Occorre, comunque, notare che la nuova esperienza presenta, almeno nelle intenzioni, varie discontinuità rispetto al passato. Anzitutto, il passaggio da un modo di procedere deduttivo e applicativo, guidato e concluso dai vertici, ad un metodo di ricerca e di sperimentazione che costruisce l’agire pastorale partendo dal basso e in ascolto dei territori: una specie di percorso circolare, in quanto la riflessione e la partecipazione attiva di tutti i soggetti deve poi confluire in un momento unitario, per poi tornare ad arricchire le comunità locali.

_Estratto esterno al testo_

impl TableLayout {
    pub fn new(cfg: &SnookerConfig) -> Self {
        let centre = Vec2::new(cfg.table_center[0], cfg.table_center[1]);
        let half = Vec2::new(cfg.table_length, cfg.table_width) * 0.5;
        let bounds = Rect::new(centre - half, centre + half);
        let t = cfg.rail_thickness * 0.5;
        let playable = bounds.inset(t);

        let (left, right, top, bottom) = (bounds.min.x, bounds.max.x, bounds.min.y, bounds.max.y);
        let long = (cfg.table_length - cfg.clearance) * 0.5;
        let short = (cfg.table_width - cfg.clearance - cfg.pocket_inset) * 0.5;
        let cushions = [
            Slab { centre: Vec2::new(centre.x, top), half: Vec2::new(long, t) },
            Slab { centre: Vec2::new(centre.x, bottom), half: Vec2::new(long, t) },
            Slab { centre: Vec2::new(left, centre.y), half: Vec2::new(t, short) },
            Slab { centre: Vec2::new(right, centre.y), half: Vec2::new(t, short) },
        ];

        let gap = cfg.clearance * 0.5;
        let wall_long = half.x + cfg.clearance;
        let wall_short = half.y + cfg.clearance;
        let walls = [
            Slab { centre: Vec2::new(centre.x, top - gap), half: Vec2::new(wall_long, t) },
            Slab { centre: Vec2::new(centre.x, bottom + gap), half: Vec2::new(wall_long, t) },
            Slab { centre: Vec2::new(left - gap, centre.y), half: Vec2::new(t, wall_short) },
            Slab { centre: Vec2::new(right + gap, centre.y), half: Vec2::new(t, wall_short) },
        ];

        let inset = cfg.pocket_inset;
        let radius = cfg.pocket_radius();
        let pocket_at = [
            Vec2::new(left + inset, top + inset),
            Vec2::new(right - inset, top + inset),
            Vec2::new(left + inset, bottom - inset),
            Vec2::new(right - inset, bottom - inset),
            Vec2::new(centre.x, top + inset),
            Vec2::new(centre.x, bottom - inset),
        ];
        let pockets = std::array::from_fn(|index| Pocket { index, pos: pocket_at[index], radius });

        let baulk_x = left + cfg.table_length * 0.25;
        let d_radius = cfg.table_width * 0.16;
        let colored_slots = [
            Vec2::new(baulk_x, centre.y - d_radius),
            Vec2::new(baulk_x, centre.y),
            Vec2::new(baulk_x, centre.y + d_radius),
            centre,
            Vec2::new(centre.x + cfg.table_length * 0.13, centre.y),
            Vec2::new(centre.x + cfg.table_width / 1.251, centre.y),
        ];

        Self {
            bounds,
            playable,
            cushions,
            walls,
            corner_radius: cfg.rail_corner_radius,
            pockets,
            baulk_x,
            d_radius,
            centre,
            colored_slots,
            cue_start: Vec2::new(baulk_x - 100.0, centre.y),
            cue_respot: Vec2::new(baulk_x - 70.0, centre.y),
            rack_apex: Vec2::new(cfg.canvas_width * 0.7, centre.y),
            line_start: Vec2::new(cfg.canvas_width * 0.3, centre.y),
        }
    }

    pub fn playable_rect(&self) -> Rect {
        self.playable
    }

    /// Leaving this rect means a ball has jumped the rails.
    pub fn escape_bounds(&self) -> Rect {
        self.bounds
    }

    pub fn is_inside_playable_area(&self, p: Vec2, margin: f32) -> bool {
        self.playable.inset(margin).contains(p)
    }

    pub fn clamp_to_playable(&self, p: Vec2, margin: f32) -> Vec2 {
        self.playable.inset(margin).clamp(p)
    }

    /// Push `p` out to at least `clearance` beyond every pocket's capture
    /// radius. Pockets sit on the cushion faces, so the push points into
    /// the table.
    pub fn clear_of_pockets(&self, p: Vec2, clearance: f32) -> Vec2 {
        let mut out = p;
        for pocket in &self.pockets {
            let reach = pocket.radius + clearance;
            let offset = out - pocket.pos;
            if offset.length() >= reach {
                continue;
            }
            let dir = offset
                .try_normalize()
                .unwrap_or_else(|| (self.centre - pocket.pos).normalize_or_zero());
            out = pocket.pos + dir * reach;
        }
        out
    }

    /// Inside the D: the half disc behind the baulk line.
    pub fn baulk_zone_contains(&self, p: Vec2) -> bool {
        p.x <= self.baulk_x && p.distance(self.d_centre()) <= self.d_radius
    }

    /// Nearest point inside the D whose distance from the D's arc is at
    /// least `margin`.
    pub fn clamp_to_d(&self, p: Vec2, margin: f32) -> Vec2 {
        let c = self.d_centre();
        let limit = (self.d_radius - margin).max(0.0);
        let mut offset = Vec2::new((p.x - c.x).min(0.0), p.y - c.y);
        if offset.length() > limit {
            offset = offset.normalize_or_zero() * limit;
        }
        c + offset
    }

    pub fn d_centre(&self) -> Vec2 {
        Vec2::new(self.baulk_x, self.centre.y)
    }

    pub fn d_radius(&self) -> f32 {
        self.d_radius
    }

    pub fn baulk_x(&self) -> f32 {
        self.baulk_x
    }

    pub fn centre(&self) -> Vec2 {
        self.centre
    }

    pub fn pockets(&self) -> &[Pocket; 6] {
        &self.pockets
    }

    pub fn nearest_pocket(&self, p: Vec2) -> &Pocket {
        let mut best = &self.pockets[0];
        for pocket in &self.pockets[1..] {
            if pocket.pos.distance_squared(p) < best.pos.distance_squared(p) {
                best = pocket;
            }
        }
        best
    }

    pub fn colored_slots(&self) -> &[Vec2; 6] {
        &self.colored_slots
    }

    pub fn cue_start(&self) -> Vec2 {
        self.cue_start
    }

    pub fn cue_respot(&self) -> Vec2 {
        self.cue_respot
    }

    pub fn rack_apex(&self) -> Vec2 {
        self.rack_apex
    }

    pub fn line_start(&self) -> Vec2 {
        self.line_start
    }

    /// Create the fixed rails and the pocket sensors. Returns every spawned
    /// entity with its tag so the caller can register it.
    pub fn spawn_bodies(
        &self,
        ctx: &mut EngineContext,
        cfg: &SnookerConfig,
    ) -> Vec<(EntityId, BodyKind)> {
        let rail = ColliderMaterial {
            restitution: cfg.rail_restitution,
            friction: cfg.friction,
            density: 1.0,
        };
        let mut spawned = Vec::with_capacity(14);

        for slab in &self.cushions {
            let id = ctx.next_id();
            let desc = BodyDesc::fixed(ColliderDesc::RoundCuboid {
                half_width: slab.half.x,
                half_height: slab.half.y,
                corner_radius: self.corner_radius,
            })
            .with_position(slab.centre);
            ctx.spawn_with_body(Entity::new(id).with_layer(RenderLayer::Table), desc, rail);
            spawned.push((id, BodyKind::Cushion));
        }

        for slab in &self.walls {
            let id = ctx.next_id();
            let desc = BodyDesc::fixed(ColliderDesc::Cuboid {
                half_width: slab.half.x,
                half_height: slab.half.y,
            })
            .with_position(slab.centre);
            ctx.spawn_with_body(Entity::new(id).with_layer(RenderLayer::Table), desc, rail);
            spawned.push((id, BodyKind::Wall));
        }

        for pocket in &self.pockets {
            let id = ctx.next_id();
            let entity = Entity::new(id)
                .with_layer(RenderLayer::Table)
                .with_disc(DiscComponent::new(pocket.radius, Rgb::BLACK));
            let desc = BodyDesc::fixed(ColliderDesc::Ball { radius: pocket.radius })
                .with_position(pocket.pos)
                .as_sensor();
            ctx.spawn_with_body(entity, desc, ColliderMaterial::default());
            spawned.push((id, BodyKind::Pocket(pocket.index)));
        }

        log::info!(
            "table: {} rails, {} pockets, baulk at x={}",
            self.cushions.len() + self.walls.len(),
            self.pockets.len(),
            self.baulk_x
        );
        spawned
    }
}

Si è delineato, così, un cammino molto più aperto rispetto ad analoghe esperienze del passato, reso possibile da un coinvolgimento diffuso, certo difficile in quanto occorre ricreare quella fiducia e quella passione per le sfide impegnative che da tempo sono risorse rare negli ambienti ecclesiali. Il percorso sinodale, come si sa, ha visto dapprima la stesura di un «Documento preparatorio», con un questionario che ha chiesto il coinvolgimento di tutti: dalle risposte giunte da conferenze episcopali, dicasteri, congregazioni e popolo di Dio, è stato redatto un documento di lavoro per la tappa continentale del Sinodo, che è servito da guida per le 7 tappe continentali, definitesi diversamente a seconda delle località geografiche.
Da questi documenti finali si è raccolto il materiale che ha portato alla stesura dell’«Instrumentum Laboris», che non assomiglia ad un’indagine sociologica, né offre una compiuta proposta teologica. Anzi, la volontà è stata quella di cogliere alcune priorità emerse nelle assemblee, soprattutto in forma di domande; sarà l’Assemblea sinodale ad operare un discernimento per identificare alcuni passi concreti per continuare a crescere come Chiesa sinodale, che sottoporrà, poi, al papa.
Fra i temi proposti, alcuni sono i classici campi di impegno della Chiesa: emergenza educativa, formazione delle coscienze, la carenza di vocazioni , mentre altri derivano anche dal travaglio vissuto dagli ambienti ecclesiali proprio nei mesi bui della pandemia. Tra questi, la semina della Parola attraverso nuovi canali di ascolto e gli strumenti tecnologici, il coinvolgimento delle famiglie nella proposta di fede, la valorizzazione di forme di preghiera individuale e comunitaria accanto alla Messa e, inoltre, la preoccupazione per il forte calo della presenza dei ragazzi negli ambienti ecclesiali. Personalmente aggiungerei anche l’urgenza del recupero dell’aspetto escatologico della fede nell’aldilà e della speranza oltre la morte.
Resta, comunque, una domanda: come si produrrà la sintesi di questo iter di comunione e riflessione in un’epoca in cui la frammentazione abita anche le Chiese? A me fa tenerezza una Chiesa che si sente continuamente interpellata da quelle sfide, quando al suo interno di anno in anno si riducono le risorse umane, si chiudono seminari, scuole e oratori, ci si affida ad una pastorale degli eventi perché mancano i preti, le suore e gli animatori laici. Ovviamente, si tratta di un trend che ha le sue ragioni nell’età sempre più anziana sia della popolazione che delle figure religiose. Ma una Chiesa che non fa di tutto per riequilibrare la sua presenza/servizio nella società, in questo caso investendo nel rapporto con i giovani e per seguire le nuove famiglie, è forse una Chiesa destinata a situarsi ai margini della storia.